The Australian Nursing and Midwifery Federation has released a four-stage implementation plan to meet its recommendations of minimum staffing and providing 4.3 hours of care per resident per day by 2025.
It is estimated the benefits of implementing the recommendations will grow to $9.4 billion by 2036, which means “aged care ratios make economic sense,” the ANMF said.
The new analysis and plan comes from further examination of research the ANMF commissioned from Flinders University’s Australian Industrial Transformation Institute in 2016.
The research investigated the impact of mandated minimum staffing ratios and the benefit to residents accessing aged care services.
It found that aged care residents should be receiving an average of 4 hours and 18 minutes of care per day, but were only getting 2 hours and 50 minutes of care.
In order to achieve the recommended care time, the ANMF proposes that from 1 July 2019 to 1 January 2020, all aged care facilities provide an average of 3.5 hours of nursing and personal care per resident per day and have a minimum of one registered nurse per shift.
By 1 January 2022, average care time should increase to 3.75 hours per day per resident with a minimum of one RN per 30 residents during day shifts and one RN on other shifts.
By 1 January 2024, the average care time per resident should increase to a minimum of 4 hours, with a minimum of one RN per 30 residents on both day and evening shifts and one RN on night shift.
By 1 January 2025, average care time provided to residents should increase to a minimum of 4.3 hours, with a minimum of one RN per 15 residents during day shifts and one RN per 30 residents during evening and night shifts, the ANMF said.
At full implementation of the ideal staffing and skills mix, a total of $5.4 billion in savings could be achieved through a reduction in workforce attrition, hospital system costs and mortality and improvements in productivity, care and quality of life, the report said.

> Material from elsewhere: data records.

use serde::{Deserialize, Serialize};
use thiserror::Error;

/// Which corpus produced a candidate answer.
///
/// Declaration order is arbitration priority: when two sources tie on score,
/// the earlier variant wins.
#[derive(Debug, Clone, Copy, PartialEq, Eq, Serialize, Deserialize)]
#[serde(rename_all = "lowercase")]
pub enum Source {
    /// Canned FAQ replies keyed by example phrases.
    Intent,
    /// Available-book listings per catalog subject.
    Subject,
    /// Availability and shelf for one specific book title.
    Title,
}

impl Source {
    pub fn label(&self) -> &'static str {
        match self {
            Source::Intent => "intent",
            Source::Subject => "subject",
            Source::Title => "title",
        }
    }
}

/// Threshold configuration for matching and arbitration.
///
/// Scores are on the 0–100 similarity scale. `MatchConfig` is cheap to clone
/// and serde-friendly so it can live in a config file or be embedded in
/// higher-level configs.
#[derive(Debug, Clone, PartialEq, Serialize, Deserialize)]
pub struct MatchConfig {
    /// Minimum intent-pattern score for the FAQ source to win outright.
    #[serde(default = "MatchConfig::default_intent_threshold")]
    pub intent_threshold: f32,
    /// Minimum subject-keyword score for the subject source to match.
    #[serde(default = "MatchConfig::default_subject_threshold")]
    pub subject_threshold: f32,
    /// Minimum title score for the title source to match.
    #[serde(default = "MatchConfig::default_title_threshold")]
    pub title_threshold: f32,
    /// Lower bound used only when no source clears its primary threshold;
    /// keeps near-zero-confidence matches from being served.
    #[serde(default = "MatchConfig::default_fallback_floor")]
    pub fallback_floor: f32,
    /// Fixed confidence assigned when a subject keyword matches by literal
    /// substring instead of by metric score.
    #[serde(default = "MatchConfig::default_substring_confidence")]
    pub substring_confidence: f32,
}

impl MatchConfig {
    pub(crate) fn default_intent_threshold() -> f32 {
        60.0
    }

    pub(crate) fn default_subject_threshold() -> f32 {
        70.0
    }

    pub(crate) fn default_title_threshold() -> f32 {
        75.0
    }

    pub(crate) fn default_fallback_floor() -> f32 {
        40.0
    }

    pub(crate) fn default_substring_confidence() -> f32 {
        80.0
    }

    /// Primary threshold for a source.
    pub fn threshold_for(&self, source: Source) -> f32 {
        match source {
            Source::Intent => self.intent_threshold,
            Source::Subject => self.subject_threshold,
            Source::Title => self.title_threshold,
        }
    }

    /// Validate the configuration.
    pub fn validate(&self) -> Result<(), MatchError> {
        let scales = [
            ("intent_threshold", self.intent_threshold),
            ("subject_threshold", self.subject_threshold),
            ("title_threshold", self.title_threshold),
            ("fallback_floor", self.fallback_floor),
            ("substring_confidence", self.substring_confidence),
        ];
        for (name, value) in scales {
            if !(0.0..=100.0).contains(&value) {
                return Err(MatchError::InvalidConfig(format!(
                    "{name} must be between 0.0 and 100.0"
                )));
            }
        }
        if self.substring_confidence < self.subject_threshold {
            return Err(MatchError::InvalidConfig(
                "substring_confidence must not be below subject_threshold".into(),
            ));
        }
        Ok(())
    }
}

impl Default for MatchConfig {
    fn default() -> Self {
        Self {
            intent_threshold: Self::default_intent_threshold(),
            subject_threshold: Self::default_subject_threshold(),
            title_threshold: Self::default_title_threshold(),
            fallback_floor: Self::default_fallback_floor(),
            substring_confidence: Self::default_substring_confidence(),
        }
    }
}

/// Outcome of one source's matching procedure.
///
/// The intent matcher applies no threshold, so it may carry a response at any
/// positive score. The subject and title matchers threshold internally and
/// return [`SourceMatch::no_match`] below theirs.
#[derive(Debug, Clone, PartialEq)]
pub struct SourceMatch {
    pub response: Option<String>,
    pub score: f32,
    /// Label identifying the winning pattern, subject keyword, or title.
    pub provenance: String,
}

impl SourceMatch {
    pub fn no_match() -> Self {
        Self {
            response: None,
            score: 0.0,
            provenance: String::new(),
        }
    }
}

/// The arbitrated answer handed to the caller.
///
/// Invariant: `score == 0.0` exactly when `provenance` is empty (the
/// unmatched branch).
#[derive(Debug, Clone, PartialEq, Serialize, Deserialize)]
pub struct Reply {
    pub response: String,
    pub score: f32,
    pub provenance: String,
}

/// Which terminal branch of the arbitration produced a reply.
#[derive(Debug, Clone, Copy, PartialEq, Eq)]
pub enum ReplyOutcome {
    /// A source cleared its own threshold.
    Threshold(Source),
    /// No source cleared its threshold; the best positive-score source above
    /// the fallback floor was served instead.
    Fallback(Source),
    /// Nothing usable; the fixed don't-understand reply was served.
    Unmatched,
}

impl ReplyOutcome {
    pub fn source(&self) -> Option<Source> {
        match self {
            ReplyOutcome::Threshold(source) | ReplyOutcome::Fallback(source) => Some(*source),
            ReplyOutcome::Unmatched => None,
        }
    }
}

/// Errors produced by the matching layer.
#[derive(Debug, Error)]
pub enum MatchError {
    /// Invalid threshold configuration.
    #[error("invalid match config: {0}")]
    InvalidConfig(String),
}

ANMF federal secretary Annie Butler said the implementation of the plan would improve care outcomes for residents.
“We know that to develop the skills and workforce to fill that gap and ensure safe and best practice care for all elderly Australians, a phased implementation plan and an understanding of the costs involved are needed,” Ms Butler said.
Ms Butler said the ANMF estimated that at least 65,000 additional jobs would need to be created over the next six years to meet these requirements with wage increases.
“To achieve broad workforce improvements, we must also see wage increases of 10-15 per cent for nurses and care workers. This will be crucial to address current pay deficiencies,” she said.
Ms Butler said that significantly and for the first time the analysis has quantified previously unrecognised benefits of mandated minimum staffing and care levels including savings to the economy.
“The analysis indicates that the benefits will grow over time, reaching an estimated $9.4 billion [in savings] by 2036. The investment will be well worth it,” Ms Butler said.
Ms Butler said there would be significant costs if the recommendations are not implemented.
Access the National Aged Care Staffing and Skills Mix Project 2016 (the Project) research here.
An urgent call for mandated staffing levels
On Saturday, medical peaks including the Royal Australian College of General Practitioners, the Australian Medical Association, the Australian and New Zealand Society for Geriatric Medicine and ANMF jointly sent a letter to Prime Minister Scott Morrison urgently calling for legislation to address minimum aged care staffing ratios.
In the letter, it states that the aged care sector has an “increasingly poor record of recruitment and retention of nurses and other key staff.”
Caring for older people is a stressful occupation that requires people with right knowledge and skills, the letter said.
“The only way we can be sure that every elderly Australian has access to the safe and best practice care they deserve, is to legislate minimum staffing ratios in aged care.
“Staffing ratios need not stifle innovation. Instead, they can lay the foundation on which better quality standards can be built. And while mandated staffing ratios alone are not the only indicator of high-quality aged care services, it is certain that high quality care cannot be achieved without them,” the letter said.
The letter said the royal commission into aged care should not delay reforms.
“If we continue to delay what we know is right it means at least another 18 months of pain and suffering for the elderly and potentially, too many undignified deaths,” the letter said.